The book's goal is to provide a model that inspires change in schools and in administrator induction programs. By offering a detailed analysis of effective (and ineffective) leadership, Leading and Learning gives readers a new method for making decisions, solving problems, and working to get things done in their school communities. And by demonstrating the power of reflective storytelling and collaborative learning, it provides school leaders with an effective process for more clearly translating belief into action.
|Edition description:||New Edition|
|Product dimensions:||7.90(w) x 9.90(h) x 0.50(d)|
|Age Range:||5 - 11 Years|
About the Author
Fred Brill began considering a career in education after coaching a middle school gymnastics team and then working as an outdoor education summer counselor of emotionally disturbed kids. "I was always able to connect with young people -- especially those who had the most difficulty fitting in," Fred recalls. "As an English major, I was passionate about reading and writing, and eventually I made the obvious connection, and I decided I would give the teaching thing a try. I was hooked after being plopped in front of my first class."
After earning a B.A. in education from the University of Michigan, Fred went on to receive a master's degree in secondary education from San Francisco State University and an Ed.D. in policy, organization, measurement and evaluation from U.C. Berkeley.
He is currently the executive officer (area superintendent) of the Middle School Network in Oakland Unified School District.
He has also served as a middle school principal, a high school and continuation high school English teacher, and taught secondary students and adults in the former Czechoslovakia while on a Fulbright Teacher Exchange. He also served as an elementary school educator of severely emotionally disturbed students.

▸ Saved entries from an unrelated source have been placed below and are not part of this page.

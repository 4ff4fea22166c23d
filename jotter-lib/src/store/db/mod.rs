use std::{mem, path::Path, sync::Arc};

use agdb::{DbAny, DbError, QueryBuilder};
use parking_lot::RwLock;
use tracing::{debug, error};

use crate::store::{
    db::models::{CURRENT_MODEL_VERSION, ModelVersion},
    entities::{Error, Result},
};

pub(crate) mod models;

/// Alias of the root node every profile hangs off.
pub(crate) const PROFILES: &str = "profiles";
const MODEL_VERSION: &str = "model_version";

#[derive(Debug)]
enum State {
    Open(DbAny),
    /// An engine error was seen; the handle has been released and nothing else may run.
    Faulted,
    Closed,
}

/// Shared handle to the note database.
///
/// Every query runs through [`Db::read`] or [`Db::write`], which refuse to touch the engine
/// once the handle is closed or has faulted. The first engine error latches the handle into
/// the faulted state.
#[derive(Debug, Clone)]
pub(crate) struct Db {
    state: Arc<RwLock<State>>,
}

impl Db {
    pub fn open(path: &Path) -> Result<Self> {
        let path_str = path
            .to_str()
            .ok_or_else(|| Error::NonUtf8Path(path.to_path_buf()))?;
        let db = DbAny::new_file(path_str)?;

        debug!("Opened note database at {}", path.display());

        Self::init(db)
    }

    /// Create a memory backed database for use in tests
    #[cfg(test)]
    pub(crate) fn in_memory() -> Result<Self> {
        Self::init(DbAny::new_memory("test")?)
    }

    fn init(db: DbAny) -> Result<Self> {
        let db = Self {
            state: Arc::new(RwLock::new(State::Open(db))),
        };

        let version = db.write(|db| {
            db.transaction_mut(|t| -> std::result::Result<u64, DbError> {
                let alias_count = t.exec(QueryBuilder::select().aliases().query())?.result;

                if alias_count == 0 {
                    t.exec_mut(
                        QueryBuilder::insert()
                            .nodes()
                            .aliases([PROFILES, MODEL_VERSION])
                            .query(),
                    )?;
                }

                // Fetch the current model version (if any)
                let versions: Vec<ModelVersion> = t
                    .exec(
                        QueryBuilder::select()
                            .elements::<ModelVersion>()
                            .search()
                            .from(MODEL_VERSION)
                            .where_()
                            .neighbor()
                            .query(),
                    )?
                    .try_into()?;

                if let Some(mv) = versions.first() {
                    return Ok(mv.version());
                }

                // Insert default ModelVersion if missing
                let model_version = ModelVersion::default();
                let version = model_version.version();
                let model_version_id = t
                    .exec_mut(QueryBuilder::insert().element(model_version).query())?
                    .elements
                    .first()
                    .ok_or_else(|| DbError::from("ModelVersion insertion returned no element"))?
                    .id;

                t.exec_mut(
                    QueryBuilder::insert()
                        .edges()
                        .from(MODEL_VERSION)
                        .to(model_version_id)
                        .query(),
                )?;

                Ok(version)
            })
        })?;

        if version != CURRENT_MODEL_VERSION {
            db.close()?;
            return Err(Error::ModelVersion {
                found: version,
                expected: CURRENT_MODEL_VERSION,
            });
        }

        Ok(db)
    }

    /// Run a read-only query against the engine.
    pub fn read<T>(&self, op: impl FnOnce(&DbAny) -> std::result::Result<T, DbError>) -> Result<T> {
        let outcome = match &*self.state.read() {
            State::Open(db) => op(db),
            State::Faulted => return Err(Error::Faulted),
            State::Closed => return Err(Error::Closed),
        };

        outcome.map_err(|err| self.fault(err))
    }

    /// Run a mutating query against the engine. Nothing else can touch the database until
    /// `op` returns, so check-then-act sequences inside it are atomic.
    pub fn write<T>(
        &self,
        op: impl FnOnce(&mut DbAny) -> std::result::Result<T, DbError>,
    ) -> Result<T> {
        let outcome = match &mut *self.state.write() {
            State::Open(db) => op(db),
            State::Faulted => return Err(Error::Faulted),
            State::Closed => return Err(Error::Closed),
        };

        outcome.map_err(|err| self.fault(err))
    }

    /// Release the underlying engine. Must happen exactly once.
    pub fn close(&self) -> Result<()> {
        match mem::replace(&mut *self.state.write(), State::Closed) {
            State::Open(db) => {
                drop(db);
                debug!("Closed note database");
                Ok(())
            }
            State::Faulted => Ok(()),
            State::Closed => Err(Error::Closed),
        }
    }

    fn fault(&self, err: DbError) -> Error {
        error!("Storage fault, refusing further operations: {err}");

        let mut state = self.state.write();
        if matches!(*state, State::Open(_)) {
            *state = State::Faulted;
        }

        Error::Storage(err)
    }
}
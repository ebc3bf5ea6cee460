//! XDG-style location of the configuration directory.

use anyhow::{Context, Result};
use std::path::PathBuf;

const APP_DIR: &str = "nurse-assist";

/// Returns the configuration directory.
///
/// Resolution order:
/// 1. `$XDG_CONFIG_HOME/nurse-assist` if `XDG_CONFIG_HOME` is set
/// 2. `~/.config/nurse-assist` otherwise
pub fn config_dir() -> Result<PathBuf> {
    if let Ok(xdg) = std::env::var("XDG_CONFIG_HOME")
        && !xdg.is_empty()
    {
        return Ok(PathBuf::from(xdg).join(APP_DIR));
    }

    let home = dirs::home_dir().context("Failed to determine home directory")?;
    Ok(home.join(".config").join(APP_DIR))
}
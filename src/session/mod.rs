//! Interactive frontend: a page selector standing in for a sidebar, with
//! per-session state kept in [`SessionState`].

mod page;
mod runner;
mod state;
mod ui;

pub use page::{NotesField, Page, PageAction};
pub use runner::InteractiveSession;
pub use state::{ModuleError, QaEntry, SessionState};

"I love getting students to see the relevance in the work they are doing," Fred explains. "I love exposing them to new ideas and concepts and ways of acquiring skills and knowledge." Fred says that he enjoys working with groups of students and likes to encourage them to take charge of their own learning and understand the roles they are playing in different groups and in their own learning.
When it comes to professional development, Fred has the same approach with adults as he does with children. "I love providing new frameworks in which practitioners might re-conceptualize their practice. I like providing the space, the structures, and supports so that individuals will take the necessary time to reflect and deeply consider their goals, intentions, theories, and outcomes."
Fred says that as he began to dive deeply into the narratives in his book, Leading and Learning, he began to make sense of his own practice as a school leader. "School leaders seem to relish in the opportunity to engage in reflective storytelling and collaborative inquiry," Fred explains. "I felt that new leaders could benefit from a map, a guidebook, a collection of stories that illustrate the what and how of school leadership."